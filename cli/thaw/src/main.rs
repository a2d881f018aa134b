use anyhow::Result;
use clap::Parser;
use thaw::{init_logging, run_thaw, CliArgs};

#[tokio::main]
async fn main() {
    if let Err(err) = run().await {
        eprintln!("\n❌ Error: {}", err);
        if let Some(cause) = err.source() {
            eprintln!("\nCaused by:");
            let mut current = Some(cause);
            let mut i = 0;
            while let Some(e) = current {
                eprintln!("  {}: {}", i, e);
                current = e.source();
                i += 1;
            }
        }
        std::process::exit(1);
    }
}

async fn run() -> Result<()> {
    let args = CliArgs::parse();
    init_logging(args.verbose);
    run_thaw(args).await
}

• _Required work_: Your answer should be the material, retyped exactly as written.

• _Task solution_:
filename cli/thaw/src/main.rs
repository a2d881f018aa134b
use anyhow::Result;
use clap::Parser;
use thaw::{init_logging, run_thaw, CliArgs};

#[tokio::main]
async fn main() {
    if let Err(err) = run().await {
        eprintln!("\n❌ Error: {}", err);
        if let Some(cause) = err.source() {
            eprintln!("\nCaused by:");
            let mut current = Some(cause);
            let mut i = 0;
            while let Some(e) = current {
                eprintln!("  {}: {}", i, e);
                current = e.source();
                i += 1;
            }
        }
        std::process::exit(1);
    }
}

async fn run() -> Result<()> {
    let args = CliArgs::parse();
    init_logging(args.verbose);
    run_thaw(args).await
}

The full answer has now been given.